━━━━━ Entries shown

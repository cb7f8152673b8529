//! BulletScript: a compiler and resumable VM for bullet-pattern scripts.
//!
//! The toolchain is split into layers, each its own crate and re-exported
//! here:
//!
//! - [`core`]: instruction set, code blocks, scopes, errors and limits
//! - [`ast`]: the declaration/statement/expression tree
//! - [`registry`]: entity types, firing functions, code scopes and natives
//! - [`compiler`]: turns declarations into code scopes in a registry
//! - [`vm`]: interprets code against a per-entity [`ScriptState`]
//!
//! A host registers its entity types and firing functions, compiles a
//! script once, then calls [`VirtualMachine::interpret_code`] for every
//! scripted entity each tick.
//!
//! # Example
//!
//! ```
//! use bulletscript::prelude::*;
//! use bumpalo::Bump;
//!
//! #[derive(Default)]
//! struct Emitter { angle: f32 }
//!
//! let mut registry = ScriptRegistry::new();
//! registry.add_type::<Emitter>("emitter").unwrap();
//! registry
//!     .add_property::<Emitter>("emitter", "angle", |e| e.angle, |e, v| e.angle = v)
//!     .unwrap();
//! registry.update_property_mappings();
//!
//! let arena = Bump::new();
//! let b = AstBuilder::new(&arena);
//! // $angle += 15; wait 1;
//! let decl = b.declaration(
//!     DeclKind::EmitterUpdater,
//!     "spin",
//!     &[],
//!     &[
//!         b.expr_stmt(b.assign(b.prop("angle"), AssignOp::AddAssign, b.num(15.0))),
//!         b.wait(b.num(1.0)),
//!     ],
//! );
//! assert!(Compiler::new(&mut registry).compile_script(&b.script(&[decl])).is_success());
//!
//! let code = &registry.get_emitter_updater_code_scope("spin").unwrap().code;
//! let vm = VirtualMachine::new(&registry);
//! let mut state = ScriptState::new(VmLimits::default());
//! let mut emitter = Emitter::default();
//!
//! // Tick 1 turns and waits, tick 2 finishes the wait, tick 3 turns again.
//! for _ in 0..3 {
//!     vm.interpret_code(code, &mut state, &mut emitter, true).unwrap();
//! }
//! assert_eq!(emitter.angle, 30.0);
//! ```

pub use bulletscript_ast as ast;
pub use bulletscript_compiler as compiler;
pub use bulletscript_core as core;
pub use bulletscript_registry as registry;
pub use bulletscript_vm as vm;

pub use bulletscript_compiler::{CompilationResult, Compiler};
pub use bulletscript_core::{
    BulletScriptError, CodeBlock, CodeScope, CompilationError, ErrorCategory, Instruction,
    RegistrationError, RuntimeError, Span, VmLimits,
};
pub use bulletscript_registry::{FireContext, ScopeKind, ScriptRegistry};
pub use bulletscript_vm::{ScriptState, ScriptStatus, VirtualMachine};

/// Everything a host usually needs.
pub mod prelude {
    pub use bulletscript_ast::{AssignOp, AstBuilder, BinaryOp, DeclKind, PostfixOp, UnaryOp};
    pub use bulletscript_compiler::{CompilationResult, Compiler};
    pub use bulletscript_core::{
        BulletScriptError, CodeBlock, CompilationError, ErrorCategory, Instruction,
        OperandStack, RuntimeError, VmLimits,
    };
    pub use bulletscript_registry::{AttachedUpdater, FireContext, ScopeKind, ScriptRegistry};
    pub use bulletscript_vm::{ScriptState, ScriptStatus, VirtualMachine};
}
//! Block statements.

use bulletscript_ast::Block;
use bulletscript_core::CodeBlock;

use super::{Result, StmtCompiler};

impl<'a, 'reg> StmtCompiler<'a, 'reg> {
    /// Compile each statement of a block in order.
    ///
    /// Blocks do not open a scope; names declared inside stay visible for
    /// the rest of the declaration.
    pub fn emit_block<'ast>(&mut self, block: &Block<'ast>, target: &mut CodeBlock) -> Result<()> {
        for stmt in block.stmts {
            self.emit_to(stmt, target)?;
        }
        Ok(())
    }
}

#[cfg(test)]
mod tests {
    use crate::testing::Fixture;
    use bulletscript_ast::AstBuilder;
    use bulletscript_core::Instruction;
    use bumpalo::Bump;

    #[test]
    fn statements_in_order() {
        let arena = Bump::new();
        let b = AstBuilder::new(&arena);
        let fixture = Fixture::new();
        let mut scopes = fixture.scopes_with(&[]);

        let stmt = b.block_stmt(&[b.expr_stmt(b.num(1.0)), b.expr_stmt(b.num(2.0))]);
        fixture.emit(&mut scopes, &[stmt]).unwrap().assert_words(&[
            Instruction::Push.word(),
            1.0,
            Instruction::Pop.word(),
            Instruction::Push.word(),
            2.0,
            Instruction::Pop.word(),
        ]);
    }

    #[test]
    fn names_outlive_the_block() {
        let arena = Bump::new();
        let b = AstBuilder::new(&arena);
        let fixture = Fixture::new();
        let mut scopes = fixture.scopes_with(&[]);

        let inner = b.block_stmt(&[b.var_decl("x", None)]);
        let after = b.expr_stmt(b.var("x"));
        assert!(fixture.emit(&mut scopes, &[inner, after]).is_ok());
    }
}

━━━━━━━━━━

What you have to do: Print every entry from the material exactly.

Your response:
repository cb7f8152673b8529
//! BulletScript: a compiler and resumable VM for bullet-pattern scripts.
//!
//! The toolchain is split into layers, each its own crate and re-exported
//! here:
//!
//! - [`core`]: instruction set, code blocks, scopes, errors and limits
//! - [`ast`]: the declaration/statement/expression tree
//! - [`registry`]: entity types, firing functions, code scopes and natives
//! - [`compiler`]: turns declarations into code scopes in a registry
//! - [`vm`]: interprets code against a per-entity [`ScriptState`]
//!
//! A host registers its entity types and firing functions, compiles a
//! script once, then calls [`VirtualMachine::interpret_code`] for every
//! scripted entity each tick.
//!
//! # Example
//!
//! ```
//! use bulletscript::prelude::*;
//! use bumpalo::Bump;
//!
//! #[derive(Default)]
//! struct Emitter { angle: f32 }
//!
//! let mut registry = ScriptRegistry::new();
//! registry.add_type::<Emitter>("emitter").unwrap();
//! registry
//!     .add_property::<Emitter>("emitter", "angle", |e| e.angle, |e, v| e.angle = v)
//!     .unwrap();
//! registry.update_property_mappings();
//!
//! let arena = Bump::new();
//! let b = AstBuilder::new(&arena);
//! // $angle += 15; wait 1;
//! let decl = b.declaration(
//!     DeclKind::EmitterUpdater,
//!     "spin",
//!     &[],
//!     &[
//!         b.expr_stmt(b.assign(b.prop("angle"), AssignOp::AddAssign, b.num(15.0))),
//!         b.wait(b.num(1.0)),
//!     ],
//! );
//! assert!(Compiler::new(&mut registry).compile_script(&b.script(&[decl])).is_success());
//!
//! let code = &registry.get_emitter_updater_code_scope("spin").unwrap().code;
//! let vm = VirtualMachine::new(&registry);
//! let mut state = ScriptState::new(VmLimits::default());
//! let mut emitter = Emitter::default();
//!
//! // Tick 1 turns and waits, tick 2 finishes the wait, tick 3 turns again.
//! for _ in 0..3 {
//!     vm.interpret_code(code, &mut state, &mut emitter, true).unwrap();
//! }
//! assert_eq!(emitter.angle, 30.0);
//! ```

pub use bulletscript_ast as ast;
pub use bulletscript_compiler as compiler;
pub use bulletscript_core as core;
pub use bulletscript_registry as registry;
pub use bulletscript_vm as vm;

pub use bulletscript_compiler::{CompilationResult, Compiler};
pub use bulletscript_core::{
    BulletScriptError, CodeBlock, CodeScope, CompilationError, ErrorCategory, Instruction,
    RegistrationError, RuntimeError, Span, VmLimits,
};
pub use bulletscript_registry::{FireContext, ScopeKind, ScriptRegistry};
pub use bulletscript_vm::{ScriptState, ScriptStatus, VirtualMachine};

/// Everything a host usually needs.
pub mod prelude {
    pub use bulletscript_ast::{AssignOp, AstBuilder, BinaryOp, DeclKind, PostfixOp, UnaryOp};
    pub use bulletscript_compiler::{CompilationResult, Compiler};
    pub use bulletscript_core::{
        BulletScriptError, CodeBlock, CompilationError, ErrorCategory, Instruction,
        OperandStack, RuntimeError, VmLimits,
    };
    pub use bulletscript_registry::{AttachedUpdater, FireContext, ScopeKind, ScriptRegistry};
    pub use bulletscript_vm::{ScriptState, ScriptStatus, VirtualMachine};
}
//! Block statements.

use bulletscript_ast::Block;
use bulletscript_core::CodeBlock;

use super::{Result, StmtCompiler};

impl<'a, 'reg> StmtCompiler<'a, 'reg> {
    /// Compile each statement of a block in order.
    ///
    /// Blocks do not open a scope; names declared inside stay visible for
    /// the rest of the declaration.
    pub fn emit_block<'ast>(&mut self, block: &Block<'ast>, target: &mut CodeBlock) -> Result<()> {
        for stmt in block.stmts {
            self.emit_to(stmt, target)?;
        }
        Ok(())
    }
}

#[cfg(test)]
mod tests {
    use crate::testing::Fixture;
    use bulletscript_ast::AstBuilder;
    use bulletscript_core::Instruction;
    use bumpalo::Bump;

    #[test]
    fn statements_in_order() {
        let arena = Bump::new();
        let b = AstBuilder::new(&arena);
        let fixture = Fixture::new();
        let mut scopes = fixture.scopes_with(&[]);

        let stmt = b.block_stmt(&[b.expr_stmt(b.num(1.0)), b.expr_stmt(b.num(2.0))]);
        fixture.emit(&mut scopes, &[stmt]).unwrap().assert_words(&[
            Instruction::Push.word(),
            1.0,
            Instruction::Pop.word(),
            Instruction::Push.word(),
            2.0,
            Instruction::Pop.word(),
        ]);
    }

    #[test]
    fn names_outlive_the_block() {
        let arena = Bump::new();
        let b = AstBuilder::new(&arena);
        let fixture = Fixture::new();
        let mut scopes = fixture.scopes_with(&[]);

        let inner = b.block_stmt(&[b.var_decl("x", None)]);
        let after = b.expr_stmt(b.var("x"));
        assert!(fixture.emit(&mut scopes, &[inner, after]).is_ok());
    }
}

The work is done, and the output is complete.